[Action item]
Could you give the records below again exactly as they stand?

[Extracted information]
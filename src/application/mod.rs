//! 应用层 - 用例编排
//!
//! 包含：
//! - ports: 六边形架构端口定义（预测客户端、详情客户端、状态存储）
//! - commands: 预测周期命令与导航目标
//! - store: 编排状态存储，驱动 预测 -> 详情 -> 解码 -> 组合 -> 持久化
//! - error: 应用层错误定义

pub mod commands;
pub mod error;
pub mod ports;
pub mod store;

// Re-exports
pub use commands::{CycleOutcome, Route, RunPredictionCycle};

pub use error::{CycleError, CycleStage};

pub use ports::{
    // Analytics clients
    ClientError,
    DetailsClientPort,
    PredictionClientPort,
    // State storage
    PersistedState,
    StateStoragePort,
    StorageError,
};

pub use store::{ConcurrencyPolicy, CyclePhase, OrchestrationState, PredictionStore, StoreConfig};
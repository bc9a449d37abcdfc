//! Infrastructure Layer - 基础设施层
//!
//! 提供所有端口的具体实现

pub mod adapters;
pub mod events;
pub mod memory;
pub mod persistence;

pub use adapters::{FakeAnalyticsClient, HttpAnalyticsClient, HttpAnalyticsClientConfig};
pub use events::{StoreEvent, StoreEventPublisher};
pub use memory::InMemoryStateStorage;
pub use persistence::sled::{SledStateConfig, SledStateStorage};
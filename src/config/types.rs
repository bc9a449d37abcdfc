//! Configuration Types
//!
//! 定义所有配置结构体

use serde::Deserialize;
use std::path::PathBuf;

use crate::application::store::ConcurrencyPolicy;
use crate::domain::diagnosis::DEFAULT_MAX_UPLOAD_BYTES;

/// 应用主配置
#[derive(Debug, Clone, Default, Deserialize)]
pub struct AppConfig {
    /// 远端分析服务配置
    #[serde(default)]
    pub api: ApiConfig,

    /// 状态持久化配置
    #[serde(default)]
    pub storage: StorageConfig,

    /// 上传配置
    #[serde(default)]
    pub upload: UploadConfig,

    /// 预测周期配置
    #[serde(default)]
    pub cycle: CycleConfig,

    /// 日志配置
    #[serde(default)]
    pub log: LogConfig,
}

/// 远端分析服务配置
#[derive(Debug, Clone, Deserialize)]
pub struct ApiConfig {
    /// 服务基础 URL
    #[serde(default = "default_base_url")]
    pub base_url: String,

    /// 预测接口路径
    #[serde(default = "default_prediction_path")]
    pub prediction_path: String,

    /// 详情接口路径
    #[serde(default = "default_details_path")]
    pub details_path: String,

    /// multipart 图片字段名
    #[serde(default = "default_image_field")]
    pub image_field: String,

    /// 请求超时时间（秒）
    /// 不设置时客户端不施加超时
    #[serde(default)]
    pub timeout_secs: Option<u64>,
}

fn default_base_url() -> String {
    "http://localhost:8000".to_string()
}

fn default_prediction_path() -> String {
    "/analytics/prediction/".to_string()
}

fn default_details_path() -> String {
    "/analytics/details/".to_string()
}

fn default_image_field() -> String {
    "image".to_string()
}

impl Default for ApiConfig {
    fn default() -> Self {
        Self {
            base_url: default_base_url(),
            prediction_path: default_prediction_path(),
            details_path: default_details_path(),
            image_field: default_image_field(),
            timeout_secs: None,
        }
    }
}

/// 状态持久化配置
#[derive(Debug, Clone, Deserialize)]
pub struct StorageConfig {
    /// Sled 数据库路径
    #[serde(default = "default_storage_path")]
    pub path: PathBuf,

    /// 持久化条目的命名空间 key
    #[serde(default = "default_storage_key")]
    pub key: String,
}

fn default_storage_path() -> PathBuf {
    PathBuf::from("data/dermai.sled")
}

fn default_storage_key() -> String {
    "dermai-prediction-storage".to_string()
}

impl Default for StorageConfig {
    fn default() -> Self {
        Self {
            path: default_storage_path(),
            key: default_storage_key(),
        }
    }
}

/// 上传配置
#[derive(Debug, Clone, Deserialize)]
pub struct UploadConfig {
    /// 上传图片最大大小（字节），默认 10MB
    #[serde(default = "default_max_size_bytes")]
    pub max_size_bytes: u64,
}

fn default_max_size_bytes() -> u64 {
    DEFAULT_MAX_UPLOAD_BYTES
}

impl Default for UploadConfig {
    fn default() -> Self {
        Self {
            max_size_bytes: default_max_size_bytes(),
        }
    }
}

/// 预测周期配置
#[derive(Debug, Clone, Default, Deserialize)]
pub struct CycleConfig {
    /// 周期重叠策略
    /// 可选: reject, last_writer_wins
    #[serde(default)]
    pub concurrency: ConcurrencyPolicy,
}

/// 日志配置
#[derive(Debug, Clone, Deserialize)]
pub struct LogConfig {
    /// 日志级别
    #[serde(default = "default_log_level")]
    pub level: String,
}

fn default_log_level() -> String {
    "info".to_string()
}

impl Default for LogConfig {
    fn default() -> Self {
        Self {
            level: default_log_level(),
        }
    }
}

[Exercise result]
filename src/application/mod.rs
//! 应用层 - 用例编排
//!
//! 包含：
//! - ports: 六边形架构端口定义（预测客户端、详情客户端、状态存储）
//! - commands: 预测周期命令与导航目标
//! - store: 编排状态存储，驱动 预测 -> 详情 -> 解码 -> 组合 -> 持久化
//! - error: 应用层错误定义

pub mod commands;
pub mod error;
pub mod ports;
pub mod store;

// Re-exports
pub use commands::{CycleOutcome, Route, RunPredictionCycle};

pub use error::{CycleError, CycleStage};

pub use ports::{
    // Analytics clients
    ClientError,
    DetailsClientPort,
    PredictionClientPort,
    // State storage
    PersistedState,
    StateStoragePort,
    StorageError,
};

pub use store::{ConcurrencyPolicy, CyclePhase, OrchestrationState, PredictionStore, StoreConfig};
repository bc9a449d37abcdfc
//! Infrastructure Layer - 基础设施层
//!
//! 提供所有端口的具体实现

pub mod adapters;
pub mod events;
pub mod memory;
pub mod persistence;

pub use adapters::{FakeAnalyticsClient, HttpAnalyticsClient, HttpAnalyticsClientConfig};
pub use events::{StoreEvent, StoreEventPublisher};
pub use memory::InMemoryStateStorage;
pub use persistence::sled::{SledStateConfig, SledStateStorage};
filename src/config/types.rs
repository bc9a449d37abcdfc
//! Configuration Types
//!
//! 定义所有配置结构体

use serde::Deserialize;
use std::path::PathBuf;

use crate::application::store::ConcurrencyPolicy;
use crate::domain::diagnosis::DEFAULT_MAX_UPLOAD_BYTES;

/// 应用主配置
#[derive(Debug, Clone, Default, Deserialize)]
pub struct AppConfig {
    /// 远端分析服务配置
    #[serde(default)]
    pub api: ApiConfig,

    /// 状态持久化配置
    #[serde(default)]
    pub storage: StorageConfig,

    /// 上传配置
    #[serde(default)]
    pub upload: UploadConfig,

    /// 预测周期配置
    #[serde(default)]
    pub cycle: CycleConfig,

    /// 日志配置
    #[serde(default)]
    pub log: LogConfig,
}

/// 远端分析服务配置
#[derive(Debug, Clone, Deserialize)]
pub struct ApiConfig {
    /// 服务基础 URL
    #[serde(default = "default_base_url")]
    pub base_url: String,

    /// 预测接口路径
    #[serde(default = "default_prediction_path")]
    pub prediction_path: String,

    /// 详情接口路径
    #[serde(default = "default_details_path")]
    pub details_path: String,

    /// multipart 图片字段名
    #[serde(default = "default_image_field")]
    pub image_field: String,

    /// 请求超时时间（秒）
    /// 不设置时客户端不施加超时
    #[serde(default)]
    pub timeout_secs: Option<u64>,
}

fn default_base_url() -> String {
    "http://localhost:8000".to_string()
}

fn default_prediction_path() -> String {
    "/analytics/prediction/".to_string()
}

fn default_details_path() -> String {
    "/analytics/details/".to_string()
}

fn default_image_field() -> String {
    "image".to_string()
}

impl Default for ApiConfig {
    fn default() -> Self {
        Self {
            base_url: default_base_url(),
            prediction_path: default_prediction_path(),
            details_path: default_details_path(),
            image_field: default_image_field(),
            timeout_secs: None,
        }
    }
}

/// 状态持久化配置
#[derive(Debug, Clone, Deserialize)]
pub struct StorageConfig {
    /// Sled 数据库路径
    #[serde(default = "default_storage_path")]
    pub path: PathBuf,

    /// 持久化条目的命名空间 key
    #[serde(default = "default_storage_key")]
    pub key: String,
}

fn default_storage_path() -> PathBuf {
    PathBuf::from("data/dermai.sled")
}

fn default_storage_key() -> String {
    "dermai-prediction-storage".to_string()
}

impl Default for StorageConfig {
    fn default() -> Self {
        Self {
            path: default_storage_path(),
            key: default_storage_key(),
        }
    }
}

/// 上传配置
#[derive(Debug, Clone, Deserialize)]
pub struct UploadConfig {
    /// 上传图片最大大小（字节），默认 10MB
    #[serde(default = "default_max_size_bytes")]
    pub max_size_bytes: u64,
}

fn default_max_size_bytes() -> u64 {
    DEFAULT_MAX_UPLOAD_BYTES
}

impl Default for UploadConfig {
    fn default() -> Self {
        Self {
            max_size_bytes: default_max_size_bytes(),
        }
    }
}

/// 预测周期配置
#[derive(Debug, Clone, Default, Deserialize)]
pub struct CycleConfig {
    /// 周期重叠策略
    /// 可选: reject, last_writer_wins
    #[serde(default)]
    pub concurrency: ConcurrencyPolicy,
}

/// 日志配置
#[derive(Debug, Clone, Deserialize)]
pub struct LogConfig {
    /// 日志级别
    #[serde(default = "default_log_level")]
    pub level: String,
}

fn default_log_level() -> String {
    "info".to_string()
}

impl Default for LogConfig {
    fn default() -> Self {
        Self {
            level: default_log_level(),
        }
    }
}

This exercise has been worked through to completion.